Started in 2014, the policy said that bathrooms “shall be limited to the corresponding biological genders, and students with gender identity issues shall be provided an alternative appropriate private facility.” Because this is a cruel and isolating thing to do to a teenager who just realized that he’s transgender, Grimm—who graduated from high school in 2017—refrained from using the bathroom at school, and as a result developed a urinary tract infection. With the help of the ACLU, he sued the school board in 2015.

“As Mr. Grimm contends, attempting to draw lines based on physiological and anatomical characteristics proves unmanageable,” District Court Judge Arenda Wright Allen wrote in her ruling. “[H]ow would the Board’s policy apply to individuals who have had genital surgery, individuals whose genitals were injured in an accident, or those with intersex traits who have genital characteristics that are neither typically male nor female?”

She added that the term ‘biological gender’ “allowed the Board to isolate, distinguish, and subject to differential treatment any student who deviated from what the Board viewed a male or female student should be, and from the physiological characteristics the Board believed that a male or female student should have.”

Wright Allen ruled ordered Grimm’s lawyers and the Gloucester County School Board to enter a settlement conference within thirty days. The Supreme Court was set to hear the case in March of last year, but sent it back down to the appeals court after the Trump administration reversed the federal government’s position on transgender rights. In August, the ACLU and Grimm amended his complaint after he graduated from high school.
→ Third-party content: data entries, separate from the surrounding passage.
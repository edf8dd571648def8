//! Low-level representations for the data types consumed and produced by the
//! Cloud Native Buildpacks lifecycle: buildpack descriptors, detect plans,
//! build plans and buildpack output files.

// Enable rustc and Clippy lints that are disabled by default.
// https://doc.rust-lang.org/rustc/lints/listing/allowed-by-default.html#unused-crate-dependencies
#![warn(unused_crate_dependencies)]
// https://rust-lang.github.io/rust-clippy/stable/index.html
#![warn(clippy::pedantic)]
#![allow(clippy::missing_errors_doc)]
#![allow(clippy::module_name_repetitions)]
#![allow(clippy::must_use_candidate)]

pub mod api;
pub mod bom;
pub mod build;
pub mod build_plan;
pub mod buildpack;
pub mod buildpack_plan;
pub mod launch;
pub mod layer;
#![allow(dead_code)]

use std::fs;
use std::path::{Path, PathBuf};

/// On-disk buildpack fixtures laid out the way the buildpack store expects
/// them: `<buildpacks>/<escaped id>/<version>/buildpack.toml` plus executable
/// stubs under `bin/`.
pub struct BuildpacksDir {
    pub path: PathBuf,
}

impl BuildpacksDir {
    pub fn new(path: impl Into<PathBuf>) -> Self {
        Self { path: path.into() }
    }

    pub fn write_component(&self, id: &str, version: &str, api: &str) -> PathBuf {
        self.write_component_with(id, version, api, false)
    }

    pub fn write_component_with(
        &self,
        id: &str,
        version: &str,
        api: &str,
        clear_env: bool,
    ) -> PathBuf {
        let dir = self.buildpack_dir(id, version);
        fs::create_dir_all(dir.join("bin")).unwrap();
        fs::write(
            dir.join("buildpack.toml"),
            format!(
                "api = \"{api}\"\n\n[buildpack]\nid = \"{id}\"\nversion = \"{version}\"\nclear-env = {clear_env}\n"
            ),
        )
        .unwrap();
        dir
    }

    pub fn write_composite(&self, id: &str, version: &str, api: &str, order_toml: &str) {
        let dir = self.buildpack_dir(id, version);
        fs::create_dir_all(&dir).unwrap();
        fs::write(
            dir.join("buildpack.toml"),
            format!("api = \"{api}\"\n\n[buildpack]\nid = \"{id}\"\nversion = \"{version}\"\n\n{order_toml}"),
        )
        .unwrap();
    }

    fn buildpack_dir(&self, id: &str, version: &str) -> PathBuf {
        self.path.join(id.replace('/', "_")).join(version)
    }
}

/// Writes an executable `/bin/sh` stub. The body sees the arguments of the
/// detect or build contract (`$1`, `$2`, …) and runs with the application
/// directory as its working directory.
pub fn write_script(buildpack_dir: &Path, name: &str, body: &str) {
    let path = buildpack_dir.join("bin").join(name);
    fs::write(&path, format!("#!/bin/sh\n{body}\n")).unwrap();

    #[cfg(unix)]
    {
        use std::os::unix::fs::PermissionsExt;
        fs::set_permissions(&path, fs::Permissions::from_mode(0o755)).unwrap();
    }
}
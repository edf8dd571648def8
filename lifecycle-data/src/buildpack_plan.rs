use serde::{Deserialize, Serialize};

use crate::build_plan::Require;

/// The plan handed to a single buildpack's build executable: the requirements
/// it is expected to fulfill.
#[derive(Deserialize, Serialize, Debug, Clone, Default, PartialEq)]
pub struct BuildpackPlan {
    #[serde(default)]
    pub entries: Vec<Require>,
}

impl BuildpackPlan {
    pub fn names(&self) -> impl Iterator<Item = &str> {
        self.entries.iter().map(|entry| entry.name.as_str())
    }
}

#[cfg(test)]
mod tests {
    use super::*;

    #[test]
    fn it_parses_empty() {
        let plan = toml::from_str::<BuildpackPlan>("").unwrap();
        assert_eq!(plan.entries, []);
    }

    #[test]
    fn it_parses_entries_with_metadata() {
        let plan = toml::from_str::<BuildpackPlan>(
            r#"
[[entries]]
name = "rust"
    [entries.metadata]
    version = "1.66"
"#,
        )
        .unwrap();

        assert_eq!(plan.entries.len(), 1);
        assert_eq!(plan.entries[0].name, "rust");
        assert_eq!(
            plan.entries[0].metadata.get("version"),
            Some(&toml::Value::String(String::from("1.66")))
        );
    }

    #[test]
    fn names_iterates_in_entry_order() {
        let plan = BuildpackPlan {
            entries: vec![Require::new("b"), Require::new("a")],
        };

        assert_eq!(plan.names().collect::<Vec<_>>(), ["b", "a"]);
    }
}
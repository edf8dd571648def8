//! Shared helpers for the lifecycle crates.

// Enable rustc and Clippy lints that are disabled by default.
// https://doc.rust-lang.org/rustc/lints/listing/allowed-by-default.html#unused-crate-dependencies
#![warn(unused_crate_dependencies)]
// https://rust-lang.github.io/rust-clippy/stable/index.html
#![warn(clippy::pedantic)]
#![allow(clippy::missing_errors_doc)]

pub mod toml_file;

pub use toml_file::{read_optional_toml_file, read_toml_file, write_toml_file, TomlFileError};
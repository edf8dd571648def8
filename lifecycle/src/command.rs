use std::io;
use std::io::Write;
use std::panic;
use std::process::{Command, ExitStatus, Stdio};
use std::thread;

/// Runs the command to completion, feeding it the given bytes on stdin and
/// redirecting its stdout and stderr to the given writers.
///
/// Both streams are copied unbuffered and in parallel so interleaved output
/// stays interleaved; the stdin writer runs concurrently as well so a child
/// that never reads its input cannot deadlock the copy loops. The function
/// does not return until the child has exited and both streams are closed.
pub(crate) fn run_with_streams(
    command: &mut Command,
    stdin: Option<&[u8]>,
    stdout_write: &mut (dyn Write + Send),
    stderr_write: &mut (dyn Write + Send),
) -> io::Result<ExitStatus> {
    command
        .stdin(if stdin.is_some() {
            Stdio::piped()
        } else {
            Stdio::null()
        })
        .stdout(Stdio::piped())
        .stderr(Stdio::piped());

    let mut child = command.spawn()?;
    let child_stdin = child.stdin.take();
    let child_stdout = child.stdout.take();
    let child_stderr = child.stderr.take();

    let copy_result = thread::scope(|scope| {
        let stdin_thread = match (child_stdin, stdin) {
            (Some(mut handle), Some(bytes)) => {
                Some(scope.spawn(move || ignore_broken_pipe(handle.write_all(bytes))))
            }
            _ => None,
        };

        let stdout_thread = child_stdout.map(|mut stdout| {
            scope.spawn(move || io::copy(&mut stdout, stdout_write).map(|_| ()))
        });

        let stderr_thread = child_stderr.map(|mut stderr| {
            scope.spawn(move || io::copy(&mut stderr, stderr_write).map(|_| ()))
        });

        let stdin_result = stdin_thread.map_or(Ok(()), join_and_unwind_panic);
        let stdout_result = stdout_thread.map_or(Ok(()), join_and_unwind_panic);
        let stderr_result = stderr_thread.map_or(Ok(()), join_and_unwind_panic);

        stdin_result.and(stdout_result).and(stderr_result)
    });

    let status = child.wait()?;
    copy_result?;

    Ok(status)
}

fn ignore_broken_pipe(result: io::Result<()>) -> io::Result<()> {
    match result {
        Err(error) if error.kind() == io::ErrorKind::BrokenPipe => Ok(()),
        other => other,
    }
}

fn join_and_unwind_panic<'scope, T>(handle: thread::ScopedJoinHandle<'scope, T>) -> T {
    match handle.join() {
        Ok(value) => value,
        Err(err) => panic::resume_unwind(err),
    }
}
“The district court’s ruling vindicates what Gavin has been saying from the beginning,” ACLU senior staff attorney Joshua Block said in a statement following the ruling. “These sorts of discriminatory policies do nothing to protect privacy and only serve to harm and humiliate transgender students.”

“I feel an incredible sense of relief,” Grimm said in a statement released by the ACLU. “After fighting this policy since I was 15 years old, I finally have a court decision saying that what the Gloucester County School Board did to me was wrong and it was against the law. I was determined not to give up because I didn’t want any other student to have to suffer the same experience that I had to go through.”